TASK ITEM.
Across the records that follow, determine how many lines contain "filename" and give only the resulting number.
====== RECORDED DATA ======
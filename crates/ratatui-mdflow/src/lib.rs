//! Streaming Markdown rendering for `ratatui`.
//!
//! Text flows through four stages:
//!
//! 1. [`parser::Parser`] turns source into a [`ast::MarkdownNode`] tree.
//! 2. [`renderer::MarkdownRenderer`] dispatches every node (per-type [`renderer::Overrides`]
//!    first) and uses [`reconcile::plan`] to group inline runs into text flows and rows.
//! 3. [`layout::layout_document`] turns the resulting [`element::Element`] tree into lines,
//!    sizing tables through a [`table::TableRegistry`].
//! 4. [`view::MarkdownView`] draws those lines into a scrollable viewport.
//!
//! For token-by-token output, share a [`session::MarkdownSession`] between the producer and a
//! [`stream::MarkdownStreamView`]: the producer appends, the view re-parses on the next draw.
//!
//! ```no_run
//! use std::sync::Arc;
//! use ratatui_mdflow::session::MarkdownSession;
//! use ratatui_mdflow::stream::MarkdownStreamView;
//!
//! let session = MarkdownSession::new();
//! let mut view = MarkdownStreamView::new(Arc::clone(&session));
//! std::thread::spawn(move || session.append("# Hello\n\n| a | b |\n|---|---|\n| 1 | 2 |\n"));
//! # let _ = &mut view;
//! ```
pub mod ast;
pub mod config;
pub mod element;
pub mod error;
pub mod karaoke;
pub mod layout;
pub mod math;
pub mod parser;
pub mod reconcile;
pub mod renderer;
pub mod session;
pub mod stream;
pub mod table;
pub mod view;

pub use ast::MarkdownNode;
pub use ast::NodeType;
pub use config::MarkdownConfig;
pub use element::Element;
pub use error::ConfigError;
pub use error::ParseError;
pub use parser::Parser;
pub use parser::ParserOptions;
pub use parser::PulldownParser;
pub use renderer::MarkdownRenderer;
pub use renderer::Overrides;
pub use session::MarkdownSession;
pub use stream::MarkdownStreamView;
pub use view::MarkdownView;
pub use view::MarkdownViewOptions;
======
====== RECORDED DATA ======
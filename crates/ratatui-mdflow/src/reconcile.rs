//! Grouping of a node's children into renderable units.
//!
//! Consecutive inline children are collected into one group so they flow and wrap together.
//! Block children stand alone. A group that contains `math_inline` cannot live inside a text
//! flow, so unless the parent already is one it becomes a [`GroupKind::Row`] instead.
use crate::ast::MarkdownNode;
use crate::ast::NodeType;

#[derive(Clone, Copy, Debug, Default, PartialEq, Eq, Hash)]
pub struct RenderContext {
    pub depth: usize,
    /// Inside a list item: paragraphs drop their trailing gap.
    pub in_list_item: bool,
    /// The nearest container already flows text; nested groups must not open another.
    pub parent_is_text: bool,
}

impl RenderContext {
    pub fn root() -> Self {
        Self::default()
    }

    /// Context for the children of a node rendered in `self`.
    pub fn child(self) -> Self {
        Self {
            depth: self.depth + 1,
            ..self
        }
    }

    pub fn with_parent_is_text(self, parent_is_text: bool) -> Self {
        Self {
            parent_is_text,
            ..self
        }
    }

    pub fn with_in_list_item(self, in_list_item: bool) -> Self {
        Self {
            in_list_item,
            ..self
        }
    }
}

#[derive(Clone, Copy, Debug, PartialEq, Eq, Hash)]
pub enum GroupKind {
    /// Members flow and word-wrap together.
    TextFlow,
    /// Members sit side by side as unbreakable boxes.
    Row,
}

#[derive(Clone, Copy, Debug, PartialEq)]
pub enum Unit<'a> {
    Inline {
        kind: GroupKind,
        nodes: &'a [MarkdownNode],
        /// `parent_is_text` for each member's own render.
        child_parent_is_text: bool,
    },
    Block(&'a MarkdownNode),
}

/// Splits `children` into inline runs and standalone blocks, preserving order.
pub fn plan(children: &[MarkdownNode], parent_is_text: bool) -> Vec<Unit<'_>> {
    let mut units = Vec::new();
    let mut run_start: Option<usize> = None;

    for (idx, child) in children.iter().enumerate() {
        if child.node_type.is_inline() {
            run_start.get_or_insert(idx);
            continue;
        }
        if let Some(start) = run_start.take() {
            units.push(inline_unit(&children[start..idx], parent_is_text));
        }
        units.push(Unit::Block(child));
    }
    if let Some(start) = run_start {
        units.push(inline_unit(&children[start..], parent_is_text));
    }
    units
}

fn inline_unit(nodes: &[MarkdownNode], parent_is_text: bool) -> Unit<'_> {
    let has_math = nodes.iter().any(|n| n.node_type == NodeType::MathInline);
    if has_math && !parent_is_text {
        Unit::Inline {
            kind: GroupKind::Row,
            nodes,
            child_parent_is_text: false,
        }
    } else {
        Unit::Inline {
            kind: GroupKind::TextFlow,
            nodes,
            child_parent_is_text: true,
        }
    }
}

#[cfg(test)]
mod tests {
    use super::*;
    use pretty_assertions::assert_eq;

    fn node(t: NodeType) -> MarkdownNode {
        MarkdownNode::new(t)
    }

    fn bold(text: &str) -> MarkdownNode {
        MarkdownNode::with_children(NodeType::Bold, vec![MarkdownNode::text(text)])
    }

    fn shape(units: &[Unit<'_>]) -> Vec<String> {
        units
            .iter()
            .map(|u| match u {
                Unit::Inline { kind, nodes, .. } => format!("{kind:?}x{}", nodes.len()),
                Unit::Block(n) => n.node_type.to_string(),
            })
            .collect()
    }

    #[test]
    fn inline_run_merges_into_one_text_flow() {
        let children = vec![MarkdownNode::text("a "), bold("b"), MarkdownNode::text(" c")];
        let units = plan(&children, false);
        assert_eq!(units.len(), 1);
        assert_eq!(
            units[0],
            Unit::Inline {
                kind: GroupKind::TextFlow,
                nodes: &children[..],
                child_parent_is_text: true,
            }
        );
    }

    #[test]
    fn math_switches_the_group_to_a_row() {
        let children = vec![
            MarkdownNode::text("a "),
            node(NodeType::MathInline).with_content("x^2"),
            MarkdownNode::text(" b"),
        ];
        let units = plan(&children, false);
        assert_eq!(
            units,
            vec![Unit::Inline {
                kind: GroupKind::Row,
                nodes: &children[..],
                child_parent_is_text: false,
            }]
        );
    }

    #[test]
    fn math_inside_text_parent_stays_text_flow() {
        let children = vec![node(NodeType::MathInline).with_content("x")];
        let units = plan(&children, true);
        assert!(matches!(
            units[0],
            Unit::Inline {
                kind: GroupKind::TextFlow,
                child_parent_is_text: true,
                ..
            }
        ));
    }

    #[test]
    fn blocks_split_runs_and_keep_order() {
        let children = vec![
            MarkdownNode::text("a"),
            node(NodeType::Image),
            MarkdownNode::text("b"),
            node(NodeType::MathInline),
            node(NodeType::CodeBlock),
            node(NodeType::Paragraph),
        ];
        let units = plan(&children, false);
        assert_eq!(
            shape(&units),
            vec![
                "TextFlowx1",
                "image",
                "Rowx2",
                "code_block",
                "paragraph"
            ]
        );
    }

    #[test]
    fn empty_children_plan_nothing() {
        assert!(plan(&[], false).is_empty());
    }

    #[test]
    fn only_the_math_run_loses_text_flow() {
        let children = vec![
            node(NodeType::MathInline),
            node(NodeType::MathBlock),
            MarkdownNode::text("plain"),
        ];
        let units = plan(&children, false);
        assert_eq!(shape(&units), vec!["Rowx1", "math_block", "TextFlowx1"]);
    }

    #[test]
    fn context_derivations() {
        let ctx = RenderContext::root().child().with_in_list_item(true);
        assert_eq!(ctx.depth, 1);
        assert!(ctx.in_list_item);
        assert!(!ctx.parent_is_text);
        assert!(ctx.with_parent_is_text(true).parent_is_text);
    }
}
======
REPLY TO THE EXERCISE.
2